For large-scale evaluation of methane emissions by individual animals, respiration chambers are challenging, with only a single study in growing Angus steers and heifers exceeding 1000 animals, which found methane production to be moderately heritable h2 = 0.27 ± 0.07 [21]. Installation costs and running costs are high, and only one animal can be measured at a time. If the monitoring time is three days per animal, and chambers are run continuously, then maximum throughput would be approximately 100 animals per chamber per year. In practice, throughput is likely to be 30 to 50 animals per year. Cows are social animals, and confinement in a chamber may ultimately influence their feeding behaviour, resulting in less feed being consumed and in a different meal pattern compared with farm conditions. Altered feeding patterns or levels is not a problem for metabolic studies evaluating feeds, but can be a problem when evaluating individual animals.
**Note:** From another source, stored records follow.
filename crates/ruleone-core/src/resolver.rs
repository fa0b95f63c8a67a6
use std::sync::Arc;

use serde::Serialize;
use tracing::{debug, warn};

use crate::data_source::{SearchQuote, SymbolSearch};
use crate::{looks_like_isin, IdentifierKind};

/// Listings requested per ISIN lookup.
pub const SEARCH_LIMIT: usize = 6;

const ACCEPTED_QUOTE_TYPES: [&str; 2] = ["equity", "etf"];

/// Outcome of mapping user input to a ticker.
#[derive(Debug, Clone, PartialEq, Eq, Serialize)]
pub struct Resolution {
    pub input: String,
    /// Ticker to fetch; the trimmed input when nothing better was found.
    pub symbol: String,
    pub kind: IdentifierKind,
    pub succeeded: bool,
}

/// Maps tickers and ISINs to exchange tickers.
#[derive(Clone)]
pub struct IdentifierResolver {
    search: Arc<dyn SymbolSearch>,
}

impl IdentifierResolver {
    pub fn new(search: Arc<dyn SymbolSearch>) -> Self {
        Self { search }
    }

    /// Never fails: search errors leave `succeeded` false.
    pub async fn resolve(&self, identifier: &str) -> Resolution {
        let input = identifier.trim();
        if input.is_empty() {
            return Resolution {
                input: String::new(),
                symbol: String::new(),
                kind: IdentifierKind::Unknown,
                succeeded: false,
            };
        }

        if !looks_like_isin(input) {
            return Resolution {
                input: input.to_owned(),
                symbol: input.to_owned(),
                kind: IdentifierKind::Ticker,
                succeeded: true,
            };
        }

        let matched = match self.search.search(input, SEARCH_LIMIT).await {
            Ok(quotes) => first_listing(&quotes),
            Err(error) => {
                warn!(identifier = input, error = %error, "symbol search failed");
                None
            }
        };
        debug!(identifier = input, symbol = ?matched, "isin lookup finished");

        Resolution {
            input: input.to_owned(),
            succeeded: matched.is_some(),
            symbol: matched.unwrap_or_else(|| input.to_owned()),
            kind: IdentifierKind::Isin,
        }
    }
}

fn first_listing(quotes: &[SearchQuote]) -> Option<String> {
    quotes
        .iter()
        .filter(|quote| !quote.symbol.trim().is_empty())
        .find(|quote| {
            quote.quote_type.as_deref().map_or(true, |quote_type| {
                ACCEPTED_QUOTE_TYPES
                    .iter()
                    .any(|accepted| quote_type.eq_ignore_ascii_case(accepted))
            })
        })
        .map(|quote| quote.symbol.trim().to_owned())
}
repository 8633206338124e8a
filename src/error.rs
use axum::{
    http::StatusCode,
    response::{IntoResponse, Response},
    Json,
};
use serde_json::json;

/// Application-level errors
#[derive(thiserror::Error, Debug)]
pub enum AppError {
    #[error("HTTP client error: {0}")]
    HttpClient(#[from] reqwest::Error),

    #[error("Invalid input: {0}")]
    InvalidInput(String),

    #[error("External API error: {0}")]
    ExternalApi(String),

    #[error("Internal server error: {0}")]
    Internal(String),
}

impl IntoResponse for AppError {
    fn into_response(self) -> Response {
        let (status, message) = match self {
            AppError::InvalidInput(msg) => (StatusCode::BAD_REQUEST, msg),
            AppError::Internal(_) => (StatusCode::INTERNAL_SERVER_ERROR, self.to_string()),
            AppError::ExternalApi(msg) => (StatusCode::BAD_GATEWAY, msg),
            AppError::HttpClient(_) => (StatusCode::BAD_GATEWAY, self.to_string()),
        };

        let body = Json(json!({
            "error": message
        }));

        (status, body).into_response()
    }
}

pub type AppResult<T> = Result<T, AppError>;
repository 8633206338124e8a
pub mod handlers;
pub mod routes;
pub mod state;

pub use routes::create_router;
pub use state::AppState;
/// Gemini text-generation provider
///
/// Implements [`TextGenerator`] against the generateContent endpoint.
/// Intent extraction sends a constrained system instruction asking for a
/// single JSON object; chat replays recent conversation turns so responses
/// stay coherent across the session.
use reqwest::Client as HttpClient;
use serde::Deserialize;
use serde_json::{json, Value};

use crate::{
    error::{AppError, AppResult},
    models::{ChatRole, ChatTurn},
    services::providers::TextGenerator,
};

const MODEL: &str = "gemini-1.5-flash";

/// How many trailing conversation turns are replayed into a chat request
const HISTORY_WINDOW: usize = 10;

const INTENT_SYSTEM_PROMPT: &str = r#"You are an intent extraction assistant for a music recommendation app. Extract the user's musical intent from their message.

Return ONLY a single JSON object with these optional string fields, omitting any field you cannot infer:
- "mood": emotional state (e.g. "sad", "happy", "energetic")
- "genre": musical genre (e.g. "rock", "jazz", "lo-fi")
- "artist": a specific artist the user named
- "activity": what the user is doing (e.g. "studying", "workout", "driving")
- "query": any other free-text search phrase

If nothing can be inferred, return an empty object: {}"#;

#[derive(Clone)]
pub struct GeminiClient {
    http_client: HttpClient,
    api_key: String,
    api_url: String,
}

#[derive(Debug, Deserialize)]
struct GenerateResponse {
    #[serde(default)]
    candidates: Vec<ResponseCandidate>,
}

#[derive(Debug, Deserialize)]
struct ResponseCandidate {
    content: ResponseContent,
}

#[derive(Debug, Deserialize)]
struct ResponseContent {
    #[serde(default)]
    parts: Vec<ResponsePart>,
}

#[derive(Debug, Deserialize)]
struct ResponsePart {
    #[serde(default)]
    text: String,
}

impl GeminiClient {
    pub fn new(http_client: HttpClient, api_key: String, api_url: String) -> Self {
        Self {
            http_client,
            api_key,
            api_url,
        }
    }

    /// Calls generateContent and returns the first candidate's text
    async fn generate(&self, system: Option<&str>, contents: Vec<Value>) -> AppResult<String> {
        let url = format!(
            "{}/v1beta/models/{}:generateContent",
            self.api_url, MODEL
        );

        let mut body = json!({ "contents": contents });
        if let Some(instruction) = system {
            body["systemInstruction"] = json!({ "parts": [{ "text": instruction }] });
        }

        let response = self
            .http_client
            .post(&url)
            .query(&[("key", self.api_key.as_str())])
            .json(&body)
            .send()
            .await?;

        if !response.status().is_success() {
            let status = response.status();
            let body = response.text().await.unwrap_or_default();
            return Err(AppError::ExternalApi(format!(
                "Gemini API returned status {}: {}",
                status, body
            )));
        }

        let generated: GenerateResponse = response.json().await?;

        let text = generated
            .candidates
            .first()
            .and_then(|c| c.content.parts.first())
            .map(|p| p.text.clone())
            .ok_or_else(|| AppError::ExternalApi("Empty Gemini response".to_string()))?;

        Ok(text)
    }
}

/// Maps a chat turn to the API's role vocabulary ("user" / "model")
fn turn_to_content(turn: &ChatTurn) -> Value {
    let role = match turn.role {
        ChatRole::User => "user",
        ChatRole::Assistant => "model",
    };
    json!({ "role": role, "parts": [{ "text": turn.content }] })
}

#[async_trait::async_trait]
impl TextGenerator for GeminiClient {
    async fn extract_intent(&self, message: &str) -> AppResult<String> {
        let contents = vec![json!({ "role": "user", "parts": [{ "text": message }] })];

        let text = self.generate(Some(INTENT_SYSTEM_PROMPT), contents).await?;

        tracing::debug!(response = %text, "Intent extraction completed");

        Ok(text)
    }

    async fn chat(&self, prompt: &str, history: &[ChatTurn]) -> AppResult<String> {
        let recent = history.len().saturating_sub(HISTORY_WINDOW);
        let mut contents: Vec<Value> = history[recent..].iter().map(turn_to_content).collect();
        contents.push(json!({ "role": "user", "parts": [{ "text": prompt }] }));

        let text = self.generate(None, contents).await?;

        tracing::debug!(history_turns = history.len(), "Chat completion finished");

        Ok(text)
    }
}

#[cfg(test)]
mod tests {
    use super::*;

    #[test]
    fn test_turn_to_content_roles() {
        let user = ChatTurn {
            role: ChatRole::User,
            content: "play something sad".to_string(),
        };
        let assistant = ChatTurn {
            role: ChatRole::Assistant,
            content: "here you go".to_string(),
        };

        assert_eq!(turn_to_content(&user)["role"], "user");
        assert_eq!(turn_to_content(&assistant)["role"], "model");
        assert_eq!(
            turn_to_content(&user)["parts"][0]["text"],
            "play something sad"
        );
    }

    #[test]
    fn test_generate_response_deserialization() {
        let json = r#"{
            "candidates": [
                {"content": {"parts": [{"text": "{\"mood\": \"sad\"}"}]}}
            ]
        }"#;

        let response: GenerateResponse = serde_json::from_str(json).unwrap();
        assert_eq!(response.candidates.len(), 1);
        assert_eq!(
            response.candidates[0].content.parts[0].text,
            "{\"mood\": \"sad\"}"
        );
    }

    #[test]
    fn test_generate_response_missing_candidates() {
        let response: GenerateResponse = serde_json::from_str("{}").unwrap();
        assert!(response.candidates.is_empty());
    }
}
Furthermore, the representativeness of respiration chambers to grazing systems has been called into question [22]. However, promising developments have led to more animal friendly respiration chambers constructed from cheaper, transparent materials. These lower the cost and reduce the stress of confinement with minimal disruptions to accuracy, precision and no drop in feed intake of the cows [23].

2.2. The SF6 Technique

The SF6 tracer gas technique was developed in an attempt to measure methane emissions by animals without confinement in respiration chambers [24]. Air is sampled near the animal’s nostrils through a tube attached to a halter and connected to an evacuated canister worn around the animal’s neck or on its back. A capillary tube or orifice plate is used to restrict airflow through the tube so that the canister is between 50 and 70% full after approximately 24 h. A permeation tube containing SF6 is placed into the rumen of each animal. The pre-determined release rate of SF6 is multiplied by the ratio of methane to SF6 concentrations in the canister to calculate methane emission rate.
Many research centres have used the SF6 technique with variations in design of sampling and collection equipment, permeation tubes, and gas analysis [25]. Reliable results depend on following standard protocols, with greatest variation coming from accuracy of determining SF6 release rate from permeation tubes and control of sampling rate. With capillary tubes, sampling rate decreases as pressure in the canister increases, whereas an orifice plate gives a steadier sampling rate over 24 h [26]. A source of error that has not been evaluated is that animals might interact and share methane emissions when the sampling tube of one animal is near the head of another animal. There is good agreement between methane emissions measured by the SF6 technique and respiration chambers, although results from the SF6 technique are more variable [27,28].
For large-scale evaluation of methane emissions by individual animals, the SF6 technique is more useful than respiration chambers. Animal behaviour and intake might be affected by wearing the apparatus, and by daily handling to exchange canisters, but the technique is considerably less intrusive than respiration chambers, because cows remain in the herd. Labour and monetary costs for changing canisters each day and for lab analysis are high. Throughput is limited by the number of sets of apparatus available, handling facilities, labour, and the capacity of the lab for gas analysis. Animals need to be measured for 5 to 7 days, and it is recommended that group size should be less than 15 animals [25], so maximum throughput would be about 750 animals per year. Heritability has been estimated for methane production in grazing Holstein cows at h2 = 0.33 ± 0.15 [29].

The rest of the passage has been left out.